Saved data entries
◆ ◆ ◆ ◆ ◆ ◆ ◆
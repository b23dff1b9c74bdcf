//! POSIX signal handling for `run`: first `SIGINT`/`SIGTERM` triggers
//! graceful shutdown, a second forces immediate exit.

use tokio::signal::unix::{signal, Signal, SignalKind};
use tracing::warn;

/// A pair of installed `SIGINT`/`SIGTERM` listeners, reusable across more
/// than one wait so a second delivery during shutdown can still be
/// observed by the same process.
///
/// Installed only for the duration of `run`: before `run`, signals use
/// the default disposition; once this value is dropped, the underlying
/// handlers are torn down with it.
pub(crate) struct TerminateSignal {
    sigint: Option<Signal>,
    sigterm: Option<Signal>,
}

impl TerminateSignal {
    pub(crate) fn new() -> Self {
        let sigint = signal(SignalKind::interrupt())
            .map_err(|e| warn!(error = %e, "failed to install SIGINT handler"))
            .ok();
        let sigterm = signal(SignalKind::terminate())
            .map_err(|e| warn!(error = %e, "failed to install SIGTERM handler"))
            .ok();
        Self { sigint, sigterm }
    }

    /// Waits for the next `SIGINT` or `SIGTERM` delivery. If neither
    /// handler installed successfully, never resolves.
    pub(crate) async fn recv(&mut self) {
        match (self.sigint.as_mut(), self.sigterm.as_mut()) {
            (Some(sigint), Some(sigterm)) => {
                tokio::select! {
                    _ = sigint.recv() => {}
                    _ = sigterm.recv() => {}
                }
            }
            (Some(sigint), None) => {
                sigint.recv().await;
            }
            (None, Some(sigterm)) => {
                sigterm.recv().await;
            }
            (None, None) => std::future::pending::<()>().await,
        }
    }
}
◆ ◆ ◆ ◆ ◆ ◆ ◆
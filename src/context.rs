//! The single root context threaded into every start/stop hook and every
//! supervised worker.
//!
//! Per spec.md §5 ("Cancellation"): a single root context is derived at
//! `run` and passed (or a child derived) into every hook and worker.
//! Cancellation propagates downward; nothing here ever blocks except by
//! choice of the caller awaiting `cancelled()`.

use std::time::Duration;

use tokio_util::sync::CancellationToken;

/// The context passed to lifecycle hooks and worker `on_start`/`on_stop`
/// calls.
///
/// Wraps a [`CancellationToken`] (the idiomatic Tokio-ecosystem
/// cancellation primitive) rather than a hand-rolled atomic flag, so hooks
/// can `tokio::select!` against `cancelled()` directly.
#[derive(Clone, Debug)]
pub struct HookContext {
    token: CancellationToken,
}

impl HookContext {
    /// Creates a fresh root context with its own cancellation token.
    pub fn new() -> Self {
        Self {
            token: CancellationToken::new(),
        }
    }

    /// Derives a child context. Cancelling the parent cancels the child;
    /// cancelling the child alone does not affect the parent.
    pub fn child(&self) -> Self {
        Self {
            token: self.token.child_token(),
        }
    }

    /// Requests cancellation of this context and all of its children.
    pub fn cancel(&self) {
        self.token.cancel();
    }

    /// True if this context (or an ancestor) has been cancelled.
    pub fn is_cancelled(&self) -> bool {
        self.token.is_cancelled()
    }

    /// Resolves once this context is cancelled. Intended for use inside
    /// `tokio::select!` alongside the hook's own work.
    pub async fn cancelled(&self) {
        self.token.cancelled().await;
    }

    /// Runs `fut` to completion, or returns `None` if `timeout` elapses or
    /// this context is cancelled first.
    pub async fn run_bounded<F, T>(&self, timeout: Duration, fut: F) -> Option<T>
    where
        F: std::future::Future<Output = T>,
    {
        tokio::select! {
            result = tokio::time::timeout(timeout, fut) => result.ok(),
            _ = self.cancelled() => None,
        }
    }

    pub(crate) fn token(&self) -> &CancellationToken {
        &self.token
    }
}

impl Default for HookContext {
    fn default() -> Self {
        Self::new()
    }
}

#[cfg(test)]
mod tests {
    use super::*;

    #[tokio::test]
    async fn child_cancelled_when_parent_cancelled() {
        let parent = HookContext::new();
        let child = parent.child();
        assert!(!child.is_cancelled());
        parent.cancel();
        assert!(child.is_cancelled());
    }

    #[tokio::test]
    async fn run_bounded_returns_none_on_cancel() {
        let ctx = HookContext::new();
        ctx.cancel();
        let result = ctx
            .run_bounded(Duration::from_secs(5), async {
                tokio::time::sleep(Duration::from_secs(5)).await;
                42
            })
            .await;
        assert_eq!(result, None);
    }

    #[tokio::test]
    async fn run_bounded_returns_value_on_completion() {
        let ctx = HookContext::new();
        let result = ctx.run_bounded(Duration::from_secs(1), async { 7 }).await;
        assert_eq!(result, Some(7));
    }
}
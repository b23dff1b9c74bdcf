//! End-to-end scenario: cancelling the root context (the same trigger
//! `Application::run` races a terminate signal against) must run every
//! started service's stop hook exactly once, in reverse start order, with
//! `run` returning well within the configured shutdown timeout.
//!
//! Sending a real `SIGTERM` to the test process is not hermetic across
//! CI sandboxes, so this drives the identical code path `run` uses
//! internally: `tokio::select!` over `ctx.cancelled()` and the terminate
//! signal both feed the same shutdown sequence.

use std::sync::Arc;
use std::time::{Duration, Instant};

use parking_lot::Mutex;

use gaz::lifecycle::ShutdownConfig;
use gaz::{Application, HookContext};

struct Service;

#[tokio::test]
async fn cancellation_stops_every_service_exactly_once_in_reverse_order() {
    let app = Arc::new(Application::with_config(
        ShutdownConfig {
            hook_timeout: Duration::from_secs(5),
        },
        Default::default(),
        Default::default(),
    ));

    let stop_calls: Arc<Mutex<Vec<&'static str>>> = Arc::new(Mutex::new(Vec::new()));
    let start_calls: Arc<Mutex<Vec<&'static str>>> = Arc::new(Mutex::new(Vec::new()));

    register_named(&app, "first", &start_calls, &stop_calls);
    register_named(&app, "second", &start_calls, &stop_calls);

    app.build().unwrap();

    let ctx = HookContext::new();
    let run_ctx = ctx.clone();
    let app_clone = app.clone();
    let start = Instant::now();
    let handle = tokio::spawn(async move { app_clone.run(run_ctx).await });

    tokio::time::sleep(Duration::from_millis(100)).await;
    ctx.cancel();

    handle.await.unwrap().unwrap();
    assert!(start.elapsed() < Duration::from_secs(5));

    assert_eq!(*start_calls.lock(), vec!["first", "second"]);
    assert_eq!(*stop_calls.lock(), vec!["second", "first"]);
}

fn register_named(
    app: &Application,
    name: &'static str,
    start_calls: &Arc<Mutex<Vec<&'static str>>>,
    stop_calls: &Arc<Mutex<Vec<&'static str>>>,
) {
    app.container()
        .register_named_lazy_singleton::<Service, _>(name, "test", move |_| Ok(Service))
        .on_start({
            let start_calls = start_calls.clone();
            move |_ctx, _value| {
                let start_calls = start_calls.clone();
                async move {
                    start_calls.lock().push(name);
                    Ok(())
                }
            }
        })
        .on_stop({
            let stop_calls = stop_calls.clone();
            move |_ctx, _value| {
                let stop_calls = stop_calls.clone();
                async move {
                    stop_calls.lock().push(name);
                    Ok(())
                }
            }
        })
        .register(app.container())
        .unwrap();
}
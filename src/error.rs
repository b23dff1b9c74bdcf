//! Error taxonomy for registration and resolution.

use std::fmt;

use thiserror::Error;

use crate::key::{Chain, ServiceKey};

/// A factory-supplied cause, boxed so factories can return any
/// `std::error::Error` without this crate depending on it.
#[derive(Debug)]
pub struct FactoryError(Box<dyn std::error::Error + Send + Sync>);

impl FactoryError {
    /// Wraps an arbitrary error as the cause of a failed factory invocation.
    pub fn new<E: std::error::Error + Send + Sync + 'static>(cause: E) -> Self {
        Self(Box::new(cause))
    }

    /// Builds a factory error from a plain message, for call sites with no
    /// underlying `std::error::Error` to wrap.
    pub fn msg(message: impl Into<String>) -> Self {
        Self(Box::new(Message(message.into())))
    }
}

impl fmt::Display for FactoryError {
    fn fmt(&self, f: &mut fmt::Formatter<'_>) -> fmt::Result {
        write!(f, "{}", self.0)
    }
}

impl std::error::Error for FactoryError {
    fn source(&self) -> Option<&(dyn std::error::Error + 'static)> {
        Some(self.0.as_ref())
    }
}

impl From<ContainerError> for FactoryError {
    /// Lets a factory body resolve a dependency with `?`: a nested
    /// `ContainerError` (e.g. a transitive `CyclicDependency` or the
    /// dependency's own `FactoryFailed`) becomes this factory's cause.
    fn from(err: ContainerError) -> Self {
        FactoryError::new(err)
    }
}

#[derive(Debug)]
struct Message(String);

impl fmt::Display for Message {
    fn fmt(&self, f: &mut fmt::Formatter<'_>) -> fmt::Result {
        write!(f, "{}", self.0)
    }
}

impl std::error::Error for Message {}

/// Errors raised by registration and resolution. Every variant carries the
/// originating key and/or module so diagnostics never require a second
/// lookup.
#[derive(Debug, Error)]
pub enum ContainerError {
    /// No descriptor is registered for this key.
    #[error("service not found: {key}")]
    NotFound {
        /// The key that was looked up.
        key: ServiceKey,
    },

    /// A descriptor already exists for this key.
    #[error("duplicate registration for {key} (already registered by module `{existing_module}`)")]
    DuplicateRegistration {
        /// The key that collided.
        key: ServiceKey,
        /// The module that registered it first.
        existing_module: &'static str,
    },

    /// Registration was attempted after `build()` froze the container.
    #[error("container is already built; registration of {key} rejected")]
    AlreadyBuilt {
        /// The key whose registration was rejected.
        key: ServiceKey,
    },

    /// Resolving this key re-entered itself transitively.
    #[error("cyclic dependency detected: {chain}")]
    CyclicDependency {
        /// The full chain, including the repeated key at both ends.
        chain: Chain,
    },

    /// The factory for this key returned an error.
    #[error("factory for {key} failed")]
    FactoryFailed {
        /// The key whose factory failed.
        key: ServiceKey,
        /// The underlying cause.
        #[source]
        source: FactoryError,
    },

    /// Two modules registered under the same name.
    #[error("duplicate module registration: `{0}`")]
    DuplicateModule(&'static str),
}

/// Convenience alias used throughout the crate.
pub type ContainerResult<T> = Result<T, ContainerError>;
◆ ◆ ◆ ◆ ◆ ◆ ◆
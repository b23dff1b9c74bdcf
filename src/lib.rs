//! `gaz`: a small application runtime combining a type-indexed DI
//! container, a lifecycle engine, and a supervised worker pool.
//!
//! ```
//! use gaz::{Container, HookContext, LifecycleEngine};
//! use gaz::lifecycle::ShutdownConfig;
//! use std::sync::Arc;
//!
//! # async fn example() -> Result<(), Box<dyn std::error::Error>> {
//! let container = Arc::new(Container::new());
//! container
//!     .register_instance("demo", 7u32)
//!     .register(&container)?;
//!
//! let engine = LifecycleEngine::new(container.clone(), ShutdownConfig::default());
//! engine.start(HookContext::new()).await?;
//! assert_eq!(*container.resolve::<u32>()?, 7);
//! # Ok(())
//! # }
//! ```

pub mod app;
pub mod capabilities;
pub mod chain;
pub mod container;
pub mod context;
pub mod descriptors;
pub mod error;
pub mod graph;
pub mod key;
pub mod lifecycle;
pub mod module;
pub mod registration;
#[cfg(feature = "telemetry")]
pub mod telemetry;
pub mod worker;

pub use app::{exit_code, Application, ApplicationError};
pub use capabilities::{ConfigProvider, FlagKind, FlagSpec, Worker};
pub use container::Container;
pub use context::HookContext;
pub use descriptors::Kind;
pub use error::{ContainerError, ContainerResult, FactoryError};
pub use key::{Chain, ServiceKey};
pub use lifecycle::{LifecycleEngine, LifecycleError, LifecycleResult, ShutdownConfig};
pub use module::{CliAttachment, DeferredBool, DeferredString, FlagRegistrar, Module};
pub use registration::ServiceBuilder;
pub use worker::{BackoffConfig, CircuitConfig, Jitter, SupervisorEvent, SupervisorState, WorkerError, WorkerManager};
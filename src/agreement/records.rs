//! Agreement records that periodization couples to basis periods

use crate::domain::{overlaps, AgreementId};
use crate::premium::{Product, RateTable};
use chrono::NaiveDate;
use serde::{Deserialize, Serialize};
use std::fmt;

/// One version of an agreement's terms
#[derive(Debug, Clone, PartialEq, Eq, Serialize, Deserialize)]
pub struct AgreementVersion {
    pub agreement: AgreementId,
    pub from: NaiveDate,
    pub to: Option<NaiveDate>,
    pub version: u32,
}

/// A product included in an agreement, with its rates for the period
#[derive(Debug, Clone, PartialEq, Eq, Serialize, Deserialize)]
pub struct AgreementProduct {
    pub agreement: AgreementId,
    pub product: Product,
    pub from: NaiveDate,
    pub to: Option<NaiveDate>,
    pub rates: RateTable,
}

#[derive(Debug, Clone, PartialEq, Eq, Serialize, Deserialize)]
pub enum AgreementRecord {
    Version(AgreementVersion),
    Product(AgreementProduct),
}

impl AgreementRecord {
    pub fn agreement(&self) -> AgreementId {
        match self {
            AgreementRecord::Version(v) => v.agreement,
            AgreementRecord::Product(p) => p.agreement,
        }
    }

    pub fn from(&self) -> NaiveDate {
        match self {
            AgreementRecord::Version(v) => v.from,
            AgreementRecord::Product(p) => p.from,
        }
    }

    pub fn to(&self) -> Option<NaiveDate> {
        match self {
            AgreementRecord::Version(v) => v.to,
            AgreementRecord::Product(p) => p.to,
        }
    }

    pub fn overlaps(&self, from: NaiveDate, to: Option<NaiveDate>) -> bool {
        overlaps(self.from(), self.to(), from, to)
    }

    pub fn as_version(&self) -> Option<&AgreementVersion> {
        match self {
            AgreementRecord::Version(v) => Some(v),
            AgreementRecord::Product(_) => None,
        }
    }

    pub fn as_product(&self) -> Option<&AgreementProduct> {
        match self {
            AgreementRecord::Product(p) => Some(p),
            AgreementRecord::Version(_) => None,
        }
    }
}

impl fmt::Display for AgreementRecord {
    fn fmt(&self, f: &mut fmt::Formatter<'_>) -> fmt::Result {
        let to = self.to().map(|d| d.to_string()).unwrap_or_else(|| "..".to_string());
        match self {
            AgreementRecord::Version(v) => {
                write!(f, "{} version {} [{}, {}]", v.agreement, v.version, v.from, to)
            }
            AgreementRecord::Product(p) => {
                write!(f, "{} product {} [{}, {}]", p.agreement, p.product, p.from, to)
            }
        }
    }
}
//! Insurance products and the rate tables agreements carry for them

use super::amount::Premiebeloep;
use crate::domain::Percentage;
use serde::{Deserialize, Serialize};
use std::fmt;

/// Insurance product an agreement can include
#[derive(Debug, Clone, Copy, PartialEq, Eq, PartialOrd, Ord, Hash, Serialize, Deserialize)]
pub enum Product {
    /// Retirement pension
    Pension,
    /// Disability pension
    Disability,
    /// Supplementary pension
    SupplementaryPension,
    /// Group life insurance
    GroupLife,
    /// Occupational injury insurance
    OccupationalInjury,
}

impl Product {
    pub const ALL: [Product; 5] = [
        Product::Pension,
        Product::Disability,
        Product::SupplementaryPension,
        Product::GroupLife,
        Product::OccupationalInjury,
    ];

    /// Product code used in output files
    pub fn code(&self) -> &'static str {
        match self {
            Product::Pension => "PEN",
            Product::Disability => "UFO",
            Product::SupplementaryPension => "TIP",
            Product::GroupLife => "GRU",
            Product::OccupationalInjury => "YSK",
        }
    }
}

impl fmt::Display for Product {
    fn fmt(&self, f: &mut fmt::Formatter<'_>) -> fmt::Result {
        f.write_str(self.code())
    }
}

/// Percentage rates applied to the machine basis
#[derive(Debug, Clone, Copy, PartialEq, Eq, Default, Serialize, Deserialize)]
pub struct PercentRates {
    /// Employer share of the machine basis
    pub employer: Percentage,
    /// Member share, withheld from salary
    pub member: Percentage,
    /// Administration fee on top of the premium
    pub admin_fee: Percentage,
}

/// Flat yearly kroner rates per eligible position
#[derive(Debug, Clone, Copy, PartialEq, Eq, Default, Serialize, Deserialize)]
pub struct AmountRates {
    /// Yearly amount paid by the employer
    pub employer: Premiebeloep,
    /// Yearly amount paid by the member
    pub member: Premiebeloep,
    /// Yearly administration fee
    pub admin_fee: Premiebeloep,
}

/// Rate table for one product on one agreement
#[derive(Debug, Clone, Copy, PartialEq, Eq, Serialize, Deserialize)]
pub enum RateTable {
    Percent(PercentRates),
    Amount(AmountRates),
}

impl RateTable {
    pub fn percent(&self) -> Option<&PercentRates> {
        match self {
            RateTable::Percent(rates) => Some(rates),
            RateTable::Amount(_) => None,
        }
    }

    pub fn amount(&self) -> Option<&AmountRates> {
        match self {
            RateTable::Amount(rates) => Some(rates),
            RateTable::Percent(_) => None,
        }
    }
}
◆ ◆ ◆ ◆ ◆ ◆ ◆
*The task*. Copy out the lines of the data where the word "HookContext" can be found.

*Exercise answer*.
pub struct HookContext {
impl HookContext {
impl Default for HookContext {
        let parent = HookContext::new();
        let ctx = HookContext::new();
        let ctx = HookContext::new();
use gaz::{Application, HookContext};
    let ctx = HookContext::new();
//! use gaz::{Container, HookContext, LifecycleEngine};
//! engine.start(HookContext::new()).await?;
pub use context::HookContext;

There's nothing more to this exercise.